Pelham nodded. “The Nuno are mostly used as a story by the locals, to keep children away from ant hills. If you disturb their homes, the Nuno can curse you – either trivially, to cause pain in the foot that kicked their hill, or more seriously, to... ah... this is indelicate... to urinate a viscous black fluid, or vomit blood. Most people never encounter the creatures, and only the superstitious believe they exist. I suspect they were attracted by the magical spells on my luggage.” He gestured toward the convertible’s trunk “Or perhaps I simply stumbled onto the one mound where they actually live. The Nuno have chosen to punish me more creatively than usual, it seems. They appear occasionally and attack me, wherever I am. I attempted to dispel them in Malaysia, paying an alularyo to perform a tawas ceremony. She poured molten wax into a bowl of water, interpreted certain signs beyond my understanding, and said I must make offerings of fruit at the site of the hill I’d destroyed, and beg for forgiveness. Unfortunately, I had difficulty finding the precise location again, and though I did make offerings... .” He shrugged. “I may have gotten the location wrong. Or perhaps the alularyo was a fraud. I did not realize the ritual had failed until I was a thousand miles away, when the creatures attacked me in an outdoor market. They are easily defeated, but terribly persistent, appearing days or even weeks apart. Though I lack your ability to pierce illusions, Mrs. Mason, they seem less and less humanoid to me with each appearance, as I’ve gone farther and farther from their home. Perhaps familiarity is enabling to see me more as they actually are.”
“They look pretty much like pissed-off garden gnomes to me,” Rondeau said, helpful as always. “I didn’t bother to try and see their true forms. Stuff pretty much never looks better that way.”

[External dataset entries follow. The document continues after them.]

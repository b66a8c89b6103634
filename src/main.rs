//! File Channel Server
//!
//! Answers chunked file requests over persistent TCP connections.

use anyhow::Context;
use tokio::signal;
use tracing_subscriber::{layer::SubscriberExt, util::SubscriberInitExt};

use file_channel_server::{Config, FileServer};

#[tokio::main]
async fn main() -> anyhow::Result<()> {
    // Initialize tracing
    tracing_subscriber::registry()
        .with(
            tracing_subscriber::EnvFilter::try_from_default_env()
                .unwrap_or_else(|_| "file_channel_server=debug".into()),
        )
        .with(tracing_subscriber::fmt::layer())
        .init();

    // Load configuration
    dotenvy::dotenv().ok();

    let config = Config::from_env().unwrap_or_else(|e| {
        tracing::warn!("Failed to load config from env: {}, using defaults", e);
        Config::default()
    });

    tracing::info!("Starting File Channel Server v{}", env!("CARGO_PKG_VERSION"));
    match &config.files.root {
        Some(root) => tracing::info!("Serving files beneath {}", root.display()),
        None => tracing::info!("Serving files by absolute or working-directory path"),
    }

    let server = FileServer::bind(&config)
        .await
        .context("Failed to start listener")?;
    tracing::info!("File Channel Server listening on {}", server.local_addr()?);

    let report = server.run(shutdown_signal()).await?;

    tracing::info!(
        released = report.closed,
        close_failures = report.failed,
        "Server shutdown complete"
    );
    Ok(())
}

/// Graceful shutdown signal handler
async fn shutdown_signal() {
    let ctrl_c = async {
        if let Err(e) = signal::ctrl_c().await {
            tracing::error!("Failed to install Ctrl+C handler: {}", e);
            std::future::pending::<()>().await;
        }
    };

    #[cfg(unix)]
    let terminate = async {
        match signal::unix::signal(signal::unix::SignalKind::terminate()) {
            Ok(mut sigterm) => {
                sigterm.recv().await;
            }
            Err(e) => {
                tracing::error!("Failed to install SIGTERM handler: {}", e);
                std::future::pending::<()>().await;
            }
        }
    };

    #[cfg(not(unix))]
    let terminate = std::future::pending::<()>();

    tokio::select! {
        _ = ctrl_c => {
            tracing::info!("Received Ctrl+C, starting graceful shutdown...");
        },
        _ = terminate => {
            tracing::info!("Received SIGTERM, starting graceful shutdown...");
        },
    }
}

“I send you on a trip around the world,” Marla said, “and you come back with a case of supernatural fleas. Well, curses can be lifted. We’ll see what we can do.”
“I would appreciate that,” Pelham said. “The Nuno are most unseemly. But I do not mean to burden you with my problems, Mrs. Mason. Please, tell me, how are you? Why are you here?”
“You ride up front with Rondeau.” Marla climbed into the convertible’s comically undersized back seat. “He’ll tell you how I am, and what I’m doing in Hawai’i.”
A VISIT FROM DEATH
“The first two things you need to know,” Rondeau said as he pulled out of the parking lot, “are that I’m crazy rich now, and Marla’s been exiled from Felport.”
Pelham turned around in the passenger seat and looked at Marla, his eyes owlish and wide, and she nodded, then looked away, concentrating on staring out the window.
On the ride back to the hotel, Rondeau gave Pelham the rundown on everything that had happened since he left Felport to go on his world tour. The recitation was enough to make Marla exhausted all over again. Rondeau told the valet about Marla’s run-in with her con artist brother Jason, about Bradley Bowman’s murder at Jason’s hands, about Marla’s ill-conceived (or, if you were feeling charitable, daring) plan to bring Bradley back to life. And, finally, about the horrible consequences of her meddling in such cosmic affairs, including a rip in the fabric of space/time and the subsequent emergence of her villainous counterpart from a parallel universe, the Mason. “She looked just like Marla,” Rondeau said, gesturing animatedly with one hand as he drove with the other. “Well, Marla when she was twenty, maybe, because the Mason didn’t age after that. Only... well, you know Marla’s white-and-purple cloak?”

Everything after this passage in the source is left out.